Aber woher kam diese Wirkung? Eine Frage, die anscheinend nicht nur uns interessierte, denn bei unseren Recherchen bemerkten wir bald, dass sich Anwender und Wissenschaftler aus aller Welt damit beschäftigten. 2013 erschien schließlich das bisher einzige deutschsprachige Buch »Terra Preta – die schwarze Revolution aus dem Regenwald«, in dem Ute Scheub zusammen mit Haiko Pieplow und Hans-Peter Schmidt einen großartigen Überblick über die zahlreichen Möglichkeiten der Terra Preta und der Anwendung von Schwarzerde weltweit bieten.
Was mich dabei besonders faszinierte, war die Komplexität des Bodens. In ihm spielen sich ständig zahllose Vorgänge ab, deren reibungsloses Funktionieren vom Zusammenspiel unzähliger Kleinstlebewesen abhängig ist, die wir kaum je zur Kenntnis nehmen – von winzigen Bodenpilzen und Bakterien bis hin zum Regenwurm. Ohne sie gäbe es keine Pflanzen, Tiere oder Menschen. Und ich staunte über die unglaubliche Intelligenz der Natur, die sich gerade in der Terra Preta so perfekt zeigt.
Wir beschlossen, dass dieses wichtige Thema weiter verbreitet werden sollte, und gründeten unseren Familienbetrieb. Dann begannen wir mit ersten Vorträgen, die bald darauf auch durch zahlreiche Praxis-Seminare ergänzt wurden, und dabei fiel auf, wie groß der Wunsch vieler Menschen ist, wenigstens im eigenen Umfeld mit der Natur zu arbeiten anstatt gegen sie. Die Folgen des massenhaften Einsatzes von Mineraldünger und Pestiziden und fehlgeleiteter Subventionen werden also sehr wohl wahrgenommen und entsprechend abgelehnt.
Uns wurden immer wieder die gleichen konkreten Fragen zur Herstellung und Anwendung von Schwarzerde gestellt, mit deren Hilfe ein fruchtbarer Terra-Preta-Boden entsteht.

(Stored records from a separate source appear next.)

//! Core types for Civic Pulse.
//!
//! This module provides type-safe wrappers for common domain concepts.

pub mod email;
pub mod id;
pub mod location;
pub mod status;

pub use email::{Email, EmailError};
pub use id::*;
pub use location::{Location, LocationError};
pub use status::*;
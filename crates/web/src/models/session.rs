//! Types stored in the session.
//!
//! The signed-in identity itself is [`civic_pulse_core::CurrentUser`]; this
//! module adds the session keys and the one-shot flash notification shown on
//! the next rendered page.

use serde::{Deserialize, Serialize};
use tower_sessions::Session;

/// Session keys.
pub mod keys {
    /// Key for storing the current logged-in user.
    pub const CURRENT_USER: &str = "current_user";

    /// Key for the pending flash notification.
    pub const FLASH: &str = "flash";
}

#[derive(Debug, Clone, Copy, PartialEq, Eq, Serialize, Deserialize)]
#[serde(rename_all = "snake_case")]
pub enum FlashKind {
    Success,
    Error,
}

/// A transient notification, displayed once.
#[derive(Debug, Clone, PartialEq, Eq, Serialize, Deserialize)]
pub struct Flash {
    pub kind: FlashKind,
    pub message: String,
}

impl Flash {
    #[must_use]
    pub fn success(message: impl Into<String>) -> Self {
        Self {
            kind: FlashKind::Success,
            message: message.into(),
        }
    }

    #[must_use]
    pub fn error(message: impl Into<String>) -> Self {
        Self {
            kind: FlashKind::Error,
            message: message.into(),
        }
    }

    /// CSS modifier for the notification banner.
    #[must_use]
    pub const fn css_class(&self) -> &'static str {
        match self.kind {
            FlashKind::Success => "flash-success",
            FlashKind::Error => "flash-error",
        }
    }

    /// Queue this flash for the next page. Failures are logged, not raised.
    pub async fn push(self, session: &Session) {
        if let Err(e) = session.insert(keys::FLASH, self).await {
            tracing::warn!(error = %e, "Failed to store flash message");
        }
    }

    /// Take the pending flash, if any.
    pub async fn take(session: &Session) -> Option<Self> {
        session.remove::<Self>(keys::FLASH).await.ok().flatten()
    }
}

Daraus entwickelte sich schließlich die Idee für diesen Ratgeber, in dem Sie erfahren, was Terra Preta ist und wie Sie Schwarzerde selbst herstellen können. Dazu gehört zunächst etwas Hintergrundwissen, mit dem die komplexen Zusammenhänge im Boden und die Auswirkungen auf die Umwelt verständlich werden sollen. Im großen Praxisteil zeigen wir Ihnen dann Schritt für Schritt, wie Sie Ihre eigene Schwarzerde herstellen können, ebenso eine Anleitung für die Selbstherstellung von Pflanzenkohle und Effektiven Mikroorganismen, die nicht nur bei der Schwarzerde eine wichtige Rolle spielen. Außerdem bekommen Sie zahlreiche konkrete Gartentipps, die den Aufbau und Erhalt eines lebendigen Terra-Preta-Bodens unterstützen. Und auch Hobbygärtner ohne Garten finden hier praktische Anregungen zur Herstellung und Anwendung der Schwarzerde.

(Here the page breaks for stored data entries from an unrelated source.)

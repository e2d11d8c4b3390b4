//! HTTP middleware stack.
//!
//! # Middleware Order (outermost first)
//!
//! 1. Sentry layers (capture errors, transactions)
//! 2. `TraceLayer` (request spans)
//! 3. Request ID (add unique ID to each request)
//! 4. Security headers (CSP, frame and referrer policy)
//! 5. Session layer (tower-sessions)
//! 6. Rate limiting on the sign-in and sign-up forms (governor)

pub mod auth;
pub mod rate_limit;
pub mod request_id;
pub mod security_headers;
pub mod session;

pub use auth::{AuthRejection, OptionalAuth, RequireAdmin, RequireAuth};
pub use rate_limit::auth_rate_limiter;
pub use request_id::request_id_middleware;
pub use security_headers::security_headers_middleware;
pub use session::{create_memory_session_layer, create_session_layer};
//! Subcommand implementations.

pub mod migrate;
pub mod seed;
pub mod user;

use secrecy::SecretString;
use sqlx::PgPool;
use thiserror::Error;

use civic_pulse_core::{EmailError, StatusParseError};
use civic_pulse_web::db::{self, RepositoryError};
use civic_pulse_web::services::AuthError;

/// Errors raised by any subcommand.
#[derive(Debug, Error)]
pub enum CliError {
    #[error("Missing environment variable: CIVIC_DATABASE_URL (or DATABASE_URL)")]
    MissingDatabaseUrl,

    #[error("Database error: {0}")]
    Database(#[from] sqlx::Error),

    #[error("Migration error: {0}")]
    Migration(#[from] sqlx::migrate::MigrateError),

    #[error("Session store migration error: {0}")]
    SessionStore(String),

    #[error(transparent)]
    Repository(#[from] RepositoryError),

    #[error(transparent)]
    Auth(#[from] AuthError),

    #[error("Invalid role: {0}. Valid roles: citizen, admin")]
    InvalidRole(#[from] StatusParseError),

    #[error("Invalid email: {0}")]
    InvalidEmail(#[from] EmailError),
}

/// Database URL from `CIVIC_DATABASE_URL`, falling back to `DATABASE_URL`.
fn database_url() -> Result<SecretString, CliError> {
    dotenvy::dotenv().ok();

    ["CIVIC_DATABASE_URL", "DATABASE_URL"]
        .into_iter()
        .find_map(|key| std::env::var(key).ok().filter(|v| !v.is_empty()))
        .map(SecretString::from)
        .ok_or(CliError::MissingDatabaseUrl)
}

/// Connect using the web application's pool settings.
async fn connect() -> Result<PgPool, CliError> {
    let url = database_url()?;
    tracing::info!("Connecting to database...");
    Ok(db::create_pool(&url).await?)
}
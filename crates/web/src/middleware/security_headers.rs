//! Security headers added to every response.

use axum::{
    extract::Request,
    http::{
        HeaderName, HeaderValue,
        header::{
            CACHE_CONTROL, CONTENT_SECURITY_POLICY, REFERRER_POLICY, X_CONTENT_TYPE_OPTIONS,
            X_FRAME_OPTIONS,
        },
    },
    middleware::Next,
    response::Response,
};

/// Content Security Policy.
///
/// Seeded issue photos come from Unsplash; map links open OpenStreetMap in a
/// new tab, which needs no CSP entry.
pub const CONTENT_SECURITY_POLICY_VALUE: &str = "default-src 'none'; \
     script-src 'self'; \
     style-src 'self'; \
     font-src 'self'; \
     img-src 'self' https://images.unsplash.com; \
     connect-src 'self'; \
     frame-src 'none'; \
     object-src 'none'; \
     base-uri 'self'; \
     form-action 'self'; \
     frame-ancestors 'none'";

/// Only geolocation is allowed, and only for this origin (report form).
const PERMISSIONS_POLICY_VALUE: &str = "camera=(), \
     display-capture=(), \
     geolocation=(self), \
     microphone=(), \
     payment=(), \
     usb=()";

/// Add security headers to all responses.
///
/// Uploaded photos under `/uploads` are allowed into the browser cache;
/// everything else is `no-store`.
pub async fn security_headers_middleware(request: Request, next: Next) -> Response {
    let cacheable = request.uri().path().starts_with("/uploads/")
        || request.uri().path().starts_with("/static/");
    let mut response = next.run(request).await;
    let headers = response.headers_mut();

    headers.insert(X_FRAME_OPTIONS, HeaderValue::from_static("DENY"));
    headers.insert(X_CONTENT_TYPE_OPTIONS, HeaderValue::from_static("nosniff"));
    headers.insert(
        REFERRER_POLICY,
        HeaderValue::from_static("strict-origin-when-cross-origin"),
    );
    headers.insert(
        CONTENT_SECURITY_POLICY,
        HeaderValue::from_static(CONTENT_SECURITY_POLICY_VALUE),
    );
    headers.insert(
        HeaderName::from_static("permissions-policy"),
        HeaderValue::from_static(PERMISSIONS_POLICY_VALUE),
    );
    if !cacheable {
        headers.insert(CACHE_CONTROL, HeaderValue::from_static("no-store, max-age=0"));
    }
    headers.insert(
        HeaderName::from_static("cross-origin-opener-policy"),
        HeaderValue::from_static("same-origin"),
    );

    response
}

Das letzte Kapitel richtet sich schließlich an die Landwirte. Es zeigt, welchen Gewinn sowohl die Tiere im Stall als auch Acker- und Grünland beim Einsatz von Pflanzenkohle und Effektiven Mikroorganismen haben: gesündere Tiere bei weniger Arbeitsaufwand und gesündere Böden mit mehr Ertrag.

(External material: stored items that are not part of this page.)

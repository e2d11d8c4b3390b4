//! User management commands.

use std::sync::Arc;

use civic_pulse_core::{Email, UserRole};
use civic_pulse_web::db::{PgUserStore, UserStore};
use civic_pulse_web::services::AuthService;

use super::{CliError, connect};

/// Create an account with the given role.
///
/// Goes through the same validation as the sign-up form.
///
/// # Errors
///
/// Returns `CliError` for an invalid role, email, name or password, a
/// duplicate email, or a database failure.
pub async fn create(email: &str, name: &str, password: &str, role: &str) -> Result<(), CliError> {
    let role: UserRole = role.parse()?;
    let pool = connect().await?;
    let users = Arc::new(PgUserStore::new(pool));

    let user = AuthService::new(users.clone())
        .register(name, email, password)
        .await?;
    if role != UserRole::Citizen {
        users.set_role(&user.email, role).await?;
    }

    tracing::info!(
        "User created successfully! ID: {}, Email: {}, Role: {}",
        user.id,
        user.email,
        role
    );
    Ok(())
}

/// Change an existing account's role.
///
/// # Errors
///
/// Returns `CliError` for an invalid role or email, an unknown user, or a
/// database failure.
pub async fn promote(email: &str, role: &str) -> Result<(), CliError> {
    let role: UserRole = role.parse()?;
    let email = Email::parse(email)?;
    let pool = connect().await?;

    let user = PgUserStore::new(pool).set_role(&email, role).await?;
    tracing::info!("Role updated: {} ({}) is now {}", user.name, user.email, user.role);
    Ok(())
}
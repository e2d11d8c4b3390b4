//! Status counts over the working set.

use serde::Serialize;

use crate::issue::Issue;
use crate::types::IssueStatus;

#[derive(Debug, Clone, Copy, Default, PartialEq, Eq, Serialize)]
pub struct IssueStats {
    pub total: usize,
    pub pending: usize,
    pub in_progress: usize,
    pub resolved: usize,
}

impl IssueStats {
    #[must_use]
    pub fn count(issues: &[Issue]) -> Self {
        issues.iter().fold(Self::default(), |mut stats, issue| {
            stats.total += 1;
            match issue.status {
                IssueStatus::Pending => stats.pending += 1,
                IssueStatus::InProgress => stats.in_progress += 1,
                IssueStatus::Resolved => stats.resolved += 1,
            }
            stats
        })
    }

    #[must_use]
    pub const fn for_status(&self, status: IssueStatus) -> usize {
        match status {
            IssueStatus::Pending => self.pending,
            IssueStatus::InProgress => self.in_progress,
            IssueStatus::Resolved => self.resolved,
        }
    }
}

#[cfg(test)]
#[allow(clippy::unwrap_used)]
mod tests {
    use chrono::Utc;

    use super::*;
    use crate::issue::NewIssue;
    use crate::types::{IssueId, Location, UserId};

    #[test]
    fn test_counts_each_status() {
        let statuses = [
            IssueStatus::Pending,
            IssueStatus::Pending,
            IssueStatus::Resolved,
            IssueStatus::InProgress,
        ];
        let issues: Vec<Issue> = statuses
            .iter()
            .zip(1..)
            .map(|(status, id)| {
                let mut issue = Issue::from_new(
                    IssueId::new(id),
                    NewIssue {
                        title: format!("Issue {id}"),
                        description: "Something needs fixing here".to_owned(),
                        image_url: None,
                        location: Location::new(0.0, 0.0, "Somewhere").unwrap(),
                        created_by: UserId::new(1),
                    },
                    Utc::now(),
                );
                issue.status = *status;
                issue
            })
            .collect();

        let stats = IssueStats::count(&issues);
        assert_eq!(
            stats,
            IssueStats {
                total: 4,
                pending: 2,
                in_progress: 1,
                resolved: 1,
            }
        );
        assert_eq!(stats.for_status(IssueStatus::Pending), 2);
        assert_eq!(IssueStats::count(&[]), IssueStats::default());
    }
}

Zum Abschluss finden Sie im Anhang eine Zusammenstellung hilfreicher Literatur und Internet-Adressen.
Wenn man mich heute fragt, was mir die Terra Preta gebracht hat: die pure Freude am Gärtnern!
In diesem Sinn wünsche ich Ihnen viel Vergnügen beim Lesen und gutes Gelingen in der Praxis.
Tirol, im Winter 2017
Caroline Pfützner
Terra Preta –die Zukunftdes Gärtnerns
Terra Preta – Wundermittel für unsere Pflanzen oder eine Hoffnung für die Zukunft der Erde? Beides! Wie sie entstand, was sie kann und worauf die enorme Bandbreite ihrer Wirkung im Einzelnen beruht – damit beginnt dieser Ratgeber.

Was ist Terra Preta?

1878 berichteten erstmals Forscher von tiefschwarzen Böden in Gebieten entlang des Amazonas, die sich deutlich von den dort üblichen unfruchtbaren hellen Ferralsol-Böden abgrenzten. Sieben Jahre später erschien eine erste Aufzeichnung mit Beschreibungen der Inhaltsstoffe dieser schwarzen Böden, in denen man Tonscherben, Überreste von Holzkohle und Steinwerkzeuge gefunden hatte. 1903 wurde ihre außerordentliche Fruchtbarkeit dokumentiert, doch erst ab 1966 bzw. in den 1980er-Jahren wurde sie durch intensive Forschungen weltweit bekannt – die Erde, die von den Einheimischen »Terra Preta do Indio« genannt wird (portugiesisch für »schwarze Erde der Indianer«). Messungen ergaben, dass sie einen Humusgehalt von mindestens 15 Prozent aufweist und an manchen Stellen weit über einen Meter mächtig ist.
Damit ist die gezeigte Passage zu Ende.